Judy Bishop est chroniqueuse dans un magazine féminin. Dans ses
articles, elle colle à l’image qu’on se fait d’une journaliste hype :
belle, à la pointe de la mode, des amis à foison, un humour décalé,
toujours de bonne humeur, la petite pointe stylistique qui fera mouche
…
En réalité Judy B. n’est rien de tout ça.
Elle vit seule dans
son appartement, s’enfile des tonnes de nourriture, n’a aucun ami et sa
seule rencontre dans la semaine est son professeur de chant. En fait,
elle a sombré dans la dépression depuis que son amie est morte dans un
accident de voiture. Mais ça, personne ne le sait. Même sa famille ne
connaît pas ses conditions de vie. Pour ses parents, elle est une jeune
femme qui a réussi à percer, même si bien-sûr la préférée reste la
petite sœur de Judy : belle, mince, sympathique, avec une myriade
d’amis.
Ce livre commence par une chronique de Judy Bishop. Un
article qui fait de suite penser à ceux que peut écrire une Carrie
Bradshaw. Le ton est léger et légèrement piquant, le sujet est lui aussi
futile …
Mais dès la chronique finie, cet univers de paillettes,
de gloss et de jean slim s’évanouit. Derrière la plume, c’est une autre
jeune femme qui apparaît. La première description est sans appel : Pour un gros, tout prend dix ans de plus
(…) C’est dur, mais on s’y fait.
Ainsi la
vraie Judy est l’opposé de ce personnage crée pour ce magazine.
Le
ton mordant de la chroniqueuse reste tout de même présent, et cette
jeune femme souhaite avant tout changer car même pour elle la situation
n’a que trop duré.
Je n’ai aucune excuse
pour être comme je suis. Mais je sais au moins une chose : il faut que
ça change, et vite. Je m’encroûte. Chaque semaine qui passe, une
nouvelle porte se ferme devant moi.
Ainsi elle
souhaite que trois choses changent : ne plus être vierge car cette
situation lui pèse à 23 ans, triompher sur scène (le chant est pour elle
un exutoire), et laisser tomber sa chronique.
Le roman suivra alors
Judy en quête de bonnes résolutions. Chaque chapitre est ponctué par
une chronique de Judy B., chronique qui rappelle combien cette jeune
femme s’est créée un double envahissant. Un parasite qui ne fait
qu’enfoncer la jeune femme qu’elle est vraiment car l’abîme entre ces
deux personnes est immense.
J’ai débuté
la matinée en larmes, comme toujours le lundi. Une gueule de bois
post-traumatique d’avoir vu la chronique de Judy B. imprimée noir sur
blanc.
Judy se décrit de façon tellement
mordante, son auto-dérision est tellement réussie que le lecteur rit au
départ de ce personnage complètement perdu.
Puis, au fil du roman, il
voit cette jeune femme aller de mal en pis et on se demande où cela se
terminera. Le sourire fait alors place à l’inquiétude.
L’histoire qui au
départ pouvait faire penser à un roman léger devient finalement un portrait assez sombre de l’entrée dans l’âge adulte. Les fans de Juby B. sont loin de penser que leur chroniqueuse préférée vit recluse. L’opposition entre l’être et le paraître est ici au summum.

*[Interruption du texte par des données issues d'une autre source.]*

//! DAG transaction.

use std::io;
use hex::FromHex;
use bytes::Bytes;
use ser::{deserialize, serialize};
use ser::{Deserializable, Error as ReaderError, Reader, Serializable, Stream};
use crypto::dhash256;
use hash::H256;
use constants::{SEQUENCE_FINAL, LOCK_TIME_THRESHOLD};
use subnetwork::{SubnetworkId, SUBNETWORK_ID_COINBASE};

/// Reference to an output of an earlier transaction.
#[derive(Debug, PartialEq, Eq, Clone, Default, Hash)]
pub struct OutPoint {
	pub tx_id: H256,
	pub index: u32,
}

impl OutPoint {
	pub fn new(tx_id: H256, index: u32) -> Self {
		OutPoint {
			tx_id: tx_id,
			index: index,
		}
	}
}

impl Serializable for OutPoint {
	fn serialize(&self, stream: &mut Stream) {
		stream
			.append(&self.tx_id)
			.append(&self.index);
	}

	fn serialized_size(&self) -> usize {
		36
	}
}

impl Deserializable for OutPoint {
	fn deserialize<T>(reader: &mut Reader<T>) -> Result<Self, ReaderError> where T: io::Read {
		Ok(OutPoint {
			tx_id: reader.read()?,
			index: reader.read()?,
		})
	}
}

#[derive(Debug, PartialEq, Default, Clone)]
pub struct TransactionInput {
	pub previous_outpoint: OutPoint,
	pub signature_script: Bytes,
	pub sequence: u64,
}

impl TransactionInput {
	pub fn is_final(&self) -> bool {
		self.sequence == SEQUENCE_FINAL
	}
}

impl Serializable for TransactionInput {
	fn serialize(&self, stream: &mut Stream) {
		stream
			.append(&self.previous_outpoint)
			.append(&self.signature_script)
			.append(&self.sequence);
	}
}

impl Deserializable for TransactionInput {
	fn deserialize<T>(reader: &mut Reader<T>) -> Result<Self, ReaderError> where T: io::Read {
		Ok(TransactionInput {
			previous_outpoint: reader.read()?,
			signature_script: reader.read()?,
			sequence: reader.read()?,
		})
	}
}

#[derive(Debug, PartialEq, Clone, Default)]
pub struct TransactionOutput {
	pub value: u64,
	pub script_pubkey: Bytes,
}

impl Serializable for TransactionOutput {
	fn serialize(&self, stream: &mut Stream) {
		stream
			.append(&self.value)
			.append(&self.script_pubkey);
	}
}

impl Deserializable for TransactionOutput {
	fn deserialize<T>(reader: &mut Reader<T>) -> Result<Self, ReaderError> where T: io::Read {
		Ok(TransactionOutput {
			value: reader.read()?,
			script_pubkey: reader.read()?,
		})
	}
}

#[derive(Debug, PartialEq, Default, Clone)]
pub struct Transaction {
	pub version: u32,
	pub inputs: Vec<TransactionInput>,
	pub outputs: Vec<TransactionOutput>,
	pub lock_time: u64,
	pub subnetwork_id: SubnetworkId,
	pub payload: Bytes,
}

impl From<&'static str> for Transaction {
	fn from(s: &'static str) -> Self {
		deserialize(&s.from_hex::<Vec<u8>>().unwrap() as &[u8]).unwrap()
	}
}

impl Transaction {
	/// Hash of the full serialization, including signature scripts.
	pub fn hash(&self) -> H256 {
		transaction_hash(self)
	}

	/// Transaction id: hash of the serialization with signature scripts
	/// blanked, so that malleating a signature does not change the id.
	pub fn id(&self) -> H256 {
		transaction_id(self)
	}

	pub fn inputs(&self) -> &[TransactionInput] {
		&self.inputs
	}

	pub fn outputs(&self) -> &[TransactionOutput] {
		&self.outputs
	}

	pub fn is_empty(&self) -> bool {
		self.inputs.is_empty() || self.outputs.is_empty()
	}

	pub fn is_coinbase(&self) -> bool {
		self.subnetwork_id == SUBNETWORK_ID_COINBASE
	}

	pub fn is_final(&self) -> bool {
		// if lock_time is 0, transaction is final
		if self.lock_time == 0 {
			return true;
		}
		// setting all sequence numbers to the final sequence disables the
		// lock-time check entirely
		self.inputs.iter().all(TransactionInput::is_final)
	}

	/// Is the transaction final when included in a block with the given
	/// blue score and past median time (in milliseconds)?
	pub fn is_final_in_block(&self, block_blue_score: u64, block_median_time: u64) -> bool {
		if self.lock_time == 0 {
			return true;
		}

		let max_lock_time = if self.lock_time < LOCK_TIME_THRESHOLD {
			block_blue_score
		} else {
			block_median_time
		};

		if self.lock_time < max_lock_time {
			return true;
		}

		self.inputs.iter().all(TransactionInput::is_final)
	}

	pub fn total_spends(&self) -> u64 {
		let mut result = 0u64;
		for output in self.outputs.iter() {
			if ::std::u64::MAX - result < output.value {
				return ::std::u64::MAX;
			}
			result += output.value;
		}
		result
	}
}

impl Serializable for Transaction {
	fn serialize(&self, stream: &mut Stream) {
		stream
			.append(&self.version)
			.append_list(&self.inputs)
			.append_list(&self.outputs)
			.append(&self.lock_time)
			.append(&self.subnetwork_id)
			.append(&self.payload);
	}
}

impl Deserializable for Transaction {
	fn deserialize<T>(reader: &mut Reader<T>) -> Result<Self, ReaderError> where T: io::Read {
		Ok(Transaction {
			version: reader.read()?,
			inputs: reader.read_list()?,
			outputs: reader.read_list()?,
			lock_time: reader.read()?,
			subnetwork_id: reader.read()?,
			payload: reader.read()?,
		})
	}
}

pub fn transaction_hash(transaction: &Transaction) -> H256 {
	dhash256(&serialize(transaction))
}

pub fn transaction_id(transaction: &Transaction) -> H256 {
	let blanked = Transaction {
		version: transaction.version,
		inputs: transaction.inputs.iter().map(|input| TransactionInput {
			previous_outpoint: input.previous_outpoint.clone(),
			signature_script: Bytes::new(),
			sequence: input.sequence,
		}).collect(),
		outputs: transaction.outputs.clone(),
		lock_time: transaction.lock_time,
		subnetwork_id: transaction.subnetwork_id,
		payload: transaction.payload.clone(),
	};
	dhash256(&serialize(&blanked))
}

#[cfg(test)]
mod tests {
	use bytes::Bytes;
	use constants::SEQUENCE_FINAL;
	use ser::{deserialize, serialize, Serializable};
	use subnetwork::SUBNETWORK_ID_COINBASE;
	use super::{OutPoint, Transaction, TransactionInput, TransactionOutput};

	fn sample_transaction() -> Transaction {
		Transaction {
			version: 1,
			inputs: vec![TransactionInput {
				previous_outpoint: OutPoint::new(7u8.into(), 0),
				signature_script: "0145".into(),
				sequence: 1,
			}],
			outputs: vec![TransactionOutput {
				value: 1000,
				script_pubkey: "51".into(),
			}],
			lock_time: 0,
			subnetwork_id: Default::default(),
			payload: Bytes::new(),
		}
	}

	#[test]
	fn test_transaction_round_trip() {
		let transaction = sample_transaction();
		let reread: Transaction = deserialize(serialize(&transaction).as_ref()).unwrap();
		assert_eq!(transaction, reread);
		assert_eq!(transaction.serialized_size(), serialize(&transaction).len());
	}

	#[test]
	fn test_transaction_id_ignores_signature_script() {
		let transaction = sample_transaction();
		let mut malleated = transaction.clone();
		malleated.inputs[0].signature_script = "0199".into();

		assert_eq!(transaction.id(), malleated.id());
		assert!(transaction.hash() != malleated.hash());
	}

	#[test]
	fn test_coinbase_by_subnetwork() {
		let mut transaction = sample_transaction();
		assert!(!transaction.is_coinbase());
		transaction.subnetwork_id = SUBNETWORK_ID_COINBASE;
		assert!(transaction.is_coinbase());
	}

	#[test]
	fn test_transaction_finality() {
		let mut transaction = sample_transaction();
		assert!(transaction.is_final());

		// blue-score lock
		transaction.lock_time = 100;
		assert!(!transaction.is_final_in_block(100, 0));
		assert!(transaction.is_final_in_block(101, 0));

		// maxed out sequences neutralize the lock
		transaction.inputs[0].sequence = SEQUENCE_FINAL;
		assert!(transaction.is_final_in_block(100, 0));
	}
}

Et une question taraude le lecteur : pourquoi ? Pourquoi s’infliger une telle souffrance ?
Un style mordant, des situations complètement improbables (Judy s’impose des situations éprouvantes : en fait, elle ne sait pas très bien elle-même pourquoi elle agit ainsi.) et un personnage qui devient attachant.

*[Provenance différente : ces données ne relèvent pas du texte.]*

use primitives::hash::H256;
use storage::{BlockHeaderProvider, GhostdagStore};

/// Number of selected-chain ancestors (inclusive) whose timestamps are
/// taken into account when computing the past median time.
pub const MEDIAN_TIME_WINDOW: usize = 11;

/// Returns the past median time of the block with the given hash: the
/// median timestamp of up to `MEDIAN_TIME_WINDOW` blocks walking the
/// selected-parent chain from it, inclusive.
pub fn median_timestamp(
	block_hash: &H256,
	ghostdag: &GhostdagStore,
	headers: &BlockHeaderProvider,
) -> u64 {
	let mut timestamps = Vec::with_capacity(MEDIAN_TIME_WINDOW);
	let mut current = *block_hash;

	while timestamps.len() < MEDIAN_TIME_WINDOW {
		let header = match headers.block_header(&current) {
			Some(header) => header,
			None => break,
		};
		timestamps.push(header.raw.time);

		match ghostdag.ghostdag_data(&current).and_then(|data| data.selected_parent) {
			Some(selected_parent) => current = selected_parent,
			None => break,
		}
	}

	if timestamps.is_empty() {
		return 0;
	}

	timestamps.sort();
	timestamps[timestamps.len() / 2]
}
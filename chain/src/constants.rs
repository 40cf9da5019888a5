/// Sequence value that disables both the relative lock and the lock-time
/// check for the input carrying it.
pub const SEQUENCE_FINAL: u64 = ::std::u64::MAX;

/// Below this threshold `lock_time` is interpreted as a blue score,
/// above it as a millisecond timestamp.
pub const LOCK_TIME_THRESHOLD: u64 = 500_000_000_000;

/// Number of sompi in one coin.
pub const SOMPI_PER_COIN: u64 = 100_000_000;

/// Maximum amount of money that can ever exist, in sompi.
pub const MAX_SOMPI: u64 = 21_000_000 * SOMPI_PER_COIN;

/// Index of the coinbase transaction within a block.
pub const COINBASE_TRANSACTION_INDEX: usize = 0;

Si au milieu du roman une certaine lassitude m’a envahie (la vie quotidienne de Judy devient un vrai capharnaüm … et à la longue on a l’impression que cela ne finira jamais.), le virage adopté pour conclure cette histoire est terriblement prenant.
Un roman réaliste qui remet au goût du jour le thème de l’être et du paraître.

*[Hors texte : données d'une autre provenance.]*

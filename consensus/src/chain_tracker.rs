//! Tracks the virtual selected parent chain and emits reorganization
//! deltas.

use std::collections::HashMap;
use hash::H256;
use storage::{Error, GhostdagStore, SelectedParentChainChanges};

/// The current selected parent chain, genesis first, with O(1) position
/// lookup by hash.
#[derive(Default)]
pub struct ChainTracker {
	chain: Vec<H256>,
	positions: HashMap<H256, usize>,
}

impl ChainTracker {
	pub fn new() -> Self {
		ChainTracker::default()
	}

	pub fn tip(&self) -> Option<&H256> {
		self.chain.last()
	}

	pub fn contains(&self, hash: &H256) -> bool {
		self.positions.contains_key(hash)
	}

	pub fn len(&self) -> usize {
		self.chain.len()
	}

	/// Appends the initial chain block (genesis).
	pub fn push(&mut self, hash: H256) {
		debug_assert!(!self.contains(&hash));
		self.positions.insert(hash, self.chain.len());
		self.chain.push(hash);
	}

	/// Moves the tip to `new_tip`, walking back to the lowest common
	/// ancestor with the current chain. Returns the delta: `removed`
	/// top-down from the old tip, `added` bottom-up to the new tip.
	pub fn reorg_to(&mut self, new_tip: H256, ghostdag: &GhostdagStore) -> Result<SelectedParentChainChanges, Error> {
		if self.contains(&new_tip) {
			// moving the tip onto an existing chain block only removes
			let position = self.positions[&new_tip];
			let removed = self.truncate(position + 1);
			return Ok(SelectedParentChainChanges {
				removed: removed,
				added: vec![],
			});
		}

		// walk the new tip's selected-parent chain down to the fork point
		let mut added = vec![];
		let mut current = new_tip;
		let fork_position = loop {
			match self.positions.get(&current) {
				Some(&position) => break position,
				None => {
					added.push(current);
					let data = ghostdag.ghostdag_data(&current)
						.ok_or(Error::MissingRecord("ghostdag", current))?;
					current = data.selected_parent
						.ok_or(Error::InconsistentData("selected parent chain does not meet the tracked chain"))?;
				},
			}
		};

		let removed = self.truncate(fork_position + 1);

		added.reverse();
		for hash in &added {
			self.positions.insert(*hash, self.chain.len());
			self.chain.push(*hash);
		}

		Ok(SelectedParentChainChanges {
			removed: removed,
			added: added,
		})
	}

	fn truncate(&mut self, new_len: usize) -> Vec<H256> {
		let removed: Vec<H256> = self.chain.split_off(new_len);
		for hash in &removed {
			self.positions.remove(hash);
		}
		removed.into_iter().rev().collect()
	}

	/// The delta a caller tracking the chain from `start_hash` has to
	/// apply to arrive at the current chain. A `start_hash` off the
	/// current selected chain resolves through the lowest common
	/// ancestor; unknown blocks are the caller's error.
	pub fn changes_since(&self, start_hash: &H256, ghostdag: &GhostdagStore) -> Result<SelectedParentChainChanges, Error> {
		if let Some(&position) = self.positions.get(start_hash) {
			return Ok(SelectedParentChainChanges {
				removed: vec![],
				added: self.chain[position + 1..].to_vec(),
			});
		}

		let mut removed = vec![];
		let mut current = *start_hash;
		let fork_position = loop {
			match self.positions.get(&current) {
				Some(&position) => break position,
				None => {
					removed.push(current);
					let data = ghostdag.ghostdag_data(&current)
						.ok_or(Error::MissingRecord("ghostdag", current))?;
					current = data.selected_parent
						.ok_or(Error::InconsistentData("start hash does not meet the selected chain"))?;
				},
			}
		};

		Ok(SelectedParentChainChanges {
			removed: removed,
			added: self.chain[fork_position + 1..].to_vec(),
		})
	}

	/// The delta from genesis: the whole current chain.
	pub fn changes_from_genesis(&self) -> SelectedParentChainChanges {
		SelectedParentChainChanges {
			removed: vec![],
			added: self.chain.clone(),
		}
	}
}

En somme, il ne faut pas se fier à la couverture rose girly. Derrière ce rose se cache un personnage complètement déjanté mais aussi terriblement humain. Le tout est bien mené, même si des longueurs existent.
Ed. Naïve, 430 pages, 23 €
La sardine compare le personnage de Judy B. à une Bridget Jones plus trash que l’originale.